-- Idi Subandy Ibrahim
• Judul: Dangdut Stories: A Social and Musical History of Indonesia’s Most Popular Music
• Penulis: Andrew N Weintraub
• Penerbit: Oxford University Press
• Cetakan: I, 2010
• Tebal: ix + 258 halaman
• ISBN: 978-0-19-539567-9
Analisis tentang musik dangdut tak sesemarak kontroversi yang menyertai beberapa pertunjukannya. Hingga kini baru sedikit penerbitan yang menyoroti aspek-aspek musik yang disebut paling populer di Indonesia ini.
Di antara yang secuil itu adalah Dangdut Stories karya Andrew N Weintraub, profesor musik dari Universitas Pittsburgh, Amerika Serikat. Seperti dikatakan Andrew, meski sudah populer, dangdut masih jarang meraih perhatian kritis (hal 13).

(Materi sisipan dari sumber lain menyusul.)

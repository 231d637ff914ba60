use crate::config::types::Config;
use crate::config::validation::validate;
use crate::ConfigError;
use sha2::{Digest, Sha256};
use std::path::Path;

/// Loads and parses a configuration file from the given path
///
/// # Arguments
///
/// * `path` - Path to the TOML configuration file
///
/// # Returns
///
/// * `Ok(Config)` - Successfully loaded and validated configuration
/// * `Err(ConfigError)` - Failed to load, parse, or validate the configuration
///
/// # Example
///
/// ```no_run
/// use std::path::Path;
/// use realty_sweep::config::load_config;
///
/// let config = load_config(Path::new("sweep.toml")).unwrap();
/// println!("Max pages: {}", config.run.max_pages);
/// ```
pub fn load_config(path: &Path) -> Result<Config, ConfigError> {
    let content = std::fs::read_to_string(path)?;
    parse_config(&content)
}

/// Parses and validates configuration from a TOML string
pub fn parse_config(content: &str) -> Result<Config, ConfigError> {
    let config: Config = toml::from_str(content)?;
    validate(&config)?;
    Ok(config)
}

/// Computes a SHA-256 hash of the configuration file content
///
/// The hash is logged at startup so two runs can be matched to the exact
/// configuration they used.
///
/// # Returns
///
/// * `Ok(String)` - Hex-encoded SHA-256 hash of the file content
/// * `Err(ConfigError)` - Failed to read the file
pub fn compute_config_hash(path: &Path) -> Result<String, ConfigError> {
    let content = std::fs::read_to_string(path)?;
    let mut hasher = Sha256::new();
    hasher.update(content.as_bytes());
    let result = hasher.finalize();
    Ok(hex::encode(result))
}

/// Loads a configuration and returns both the config and its hash
pub fn load_config_with_hash(path: &Path) -> Result<(Config, String), ConfigError> {
    let config = load_config(path)?;
    let hash = compute_config_hash(path)?;
    Ok((config, hash))
}

#[cfg(test)]
mod tests {
    use super::*;
    use crate::config::{OutputFormat, RenderEngine};
    use std::io::Write;
    use tempfile::NamedTempFile;

    fn create_temp_config(content: &str) -> NamedTempFile {
        let mut file = NamedTempFile::new().unwrap();
        file.write_all(content.as_bytes()).unwrap();
        file.flush().unwrap();
        file
    }

    #[test]
    fn test_load_valid_config() {
        let config_content = r#"
[run]
max-pages = 5
location = "wanaka"
min-delay = 0.5
max-delay = 1.0

[site.location-paths]
wanaka = "central-otago-lakes-district/wanaka"

[scroll]
step = 800
pause-ms = 1500
max-retries = 4

[render]
engine = "http"
user-agent = "TestAgent/1.0"

[output]
format = "sqlite"
path = "./listings.db"
"#;

        let file = create_temp_config(config_content);
        let config = load_config(file.path()).unwrap();

        assert_eq!(config.run.max_pages, 5);
        assert_eq!(config.run.location, "wanaka");
        assert_eq!(config.scroll.step, 800);
        assert_eq!(config.scroll.max_retries, 4);
        assert_eq!(config.scroll.timeout_secs, 120);
        assert_eq!(config.render.engine, RenderEngine::Http);
        assert_eq!(config.render.user_agent, "TestAgent/1.0");
        assert_eq!(config.output.format, OutputFormat::Sqlite);
        assert_eq!(
            config.site.location_paths.get("wanaka").map(String::as_str),
            Some("central-otago-lakes-district/wanaka")
        );
    }

    #[test]
    fn test_empty_config_uses_defaults() {
        let config = parse_config("").unwrap();

        assert_eq!(config.run.max_pages, 3);
        assert_eq!(config.run.location, "queenstown");
        assert_eq!(config.run.min_delay, 1.5);
        assert_eq!(config.run.max_delay, 4.0);
        assert_eq!(config.scroll.max_retries, 3);
        assert_eq!(config.render.engine, RenderEngine::Browser);
        assert_eq!(config.output.format, OutputFormat::Jsonl);
    }

    #[test]
    fn test_load_config_with_invalid_path() {
        let result = load_config(Path::new("/nonexistent/sweep.toml"));
        assert!(matches!(result, Err(ConfigError::Io(_))));
    }

    #[test]
    fn test_load_config_with_invalid_toml() {
        let file = create_temp_config("this is not valid TOML {{{");
        let result = load_config(file.path());
        assert!(matches!(result, Err(ConfigError::Parse(_))));
    }

    #[test]
    fn test_load_config_with_validation_error() {
        let config_content = r#"
[run]
min-delay = 4.0
max-delay = 1.0
"#;

        let file = create_temp_config(config_content);
        let result = load_config(file.path());
        assert!(matches!(result.unwrap_err(), ConfigError::Validation(_)));
    }

    #[test]
    fn test_unknown_engine_is_rejected() {
        let result = parse_config("[render]\nengine = \"netscape\"\n");
        assert!(matches!(result, Err(ConfigError::Parse(_))));
    }

    #[test]
    fn test_compute_config_hash() {
        let file = create_temp_config("test content");

        let hash1 = compute_config_hash(file.path()).unwrap();
        let hash2 = compute_config_hash(file.path()).unwrap();

        assert_eq!(hash1, hash2);
        assert_eq!(hash1.len(), 64);
    }

    #[test]
    fn test_different_content_different_hash() {
        let file1 = create_temp_config("content 1");
        let file2 = create_temp_config("content 2");

        let hash1 = compute_config_hash(file1.path()).unwrap();
        let hash2 = compute_config_hash(file2.path()).unwrap();

        assert_ne!(hash1, hash2);
    }
}
/// Crawl phase definitions for tracking run progress
///
/// A run cycles through these phases once per results page.
use std::fmt;

/// Represents the current phase of a crawl run
#[derive(Debug, Clone, Copy, PartialEq, Eq, Hash)]
pub enum CrawlPhase {
    // ===== Results-page phases =====
    /// Loading the results page
    Navigate,

    /// Scrolling until the tile count settles
    Stabilize,

    /// Reading listing URLs from the settled page
    DiscoverUrls,

    /// Reading the pagination control (page 1 only)
    DetermineTotalPages,

    // ===== Listing phases =====
    /// Visiting listings and emitting their records
    ExtractAndEmit,

    /// Deciding whether another page follows
    AdvanceOrTerminate,

    // ===== Terminal =====
    /// The run is over
    Done,
}

impl CrawlPhase {
    /// Returns true if the run is over
    pub fn is_terminal(&self) -> bool {
        matches!(self, Self::Done)
    }

    /// Returns true if a failure in this phase ends the run
    ///
    /// Failures while loading, stabilizing or reading a results page are
    /// fatal; failures on a single listing are not.
    pub fn failure_is_fatal(&self) -> bool {
        matches!(
            self,
            Self::Navigate | Self::Stabilize | Self::DiscoverUrls | Self::DetermineTotalPages
        )
    }

    /// Returns true if the run may move from this phase to `next`
    pub fn can_transition_to(&self, next: CrawlPhase) -> bool {
        use CrawlPhase::*;

        match (self, next) {
            (Navigate, Stabilize) => true,
            (Stabilize, DiscoverUrls) => true,
            (DiscoverUrls, DetermineTotalPages) => true,
            (DiscoverUrls, ExtractAndEmit) => true,
            (DetermineTotalPages, ExtractAndEmit) => true,
            (ExtractAndEmit, AdvanceOrTerminate) => true,
            (AdvanceOrTerminate, Navigate) => true,
            (AdvanceOrTerminate, Done) => true,
            // A fatal page failure ends the run from any results-page phase
            (phase, Done) => phase.failure_is_fatal(),
            _ => false,
        }
    }

    /// Short name used in logs
    pub fn as_str(&self) -> &'static str {
        match self {
            Self::Navigate => "navigate",
            Self::Stabilize => "stabilize",
            Self::DiscoverUrls => "discover_urls",
            Self::DetermineTotalPages => "determine_total_pages",
            Self::ExtractAndEmit => "extract_and_emit",
            Self::AdvanceOrTerminate => "advance_or_terminate",
            Self::Done => "done",
        }
    }
}

impl fmt::Display for CrawlPhase {
    fn fmt(&self, f: &mut fmt::Formatter<'_>) -> fmt::Result {
        write!(f, "{}", self.as_str())
    }
}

Sejak pertama muncul dan dikenal lewat pemunculan Ellya Khadam, bintang pada era 60-an, dengan hitnya ”Boneka dari India”, baru ada beberapa kajian akademis tentang dangdut, di antaranya dari disiplin sejarah (Frederick 1982; Lockard 1998), musik (Hatch 1985; Yampolsky 1991; Wallach 2008), antropologi (Simatupang 1996; David 2009), dan kajian Asia (Pioquinto 1995 dan 1998; Sen dan Hill 2000; Browne 2000).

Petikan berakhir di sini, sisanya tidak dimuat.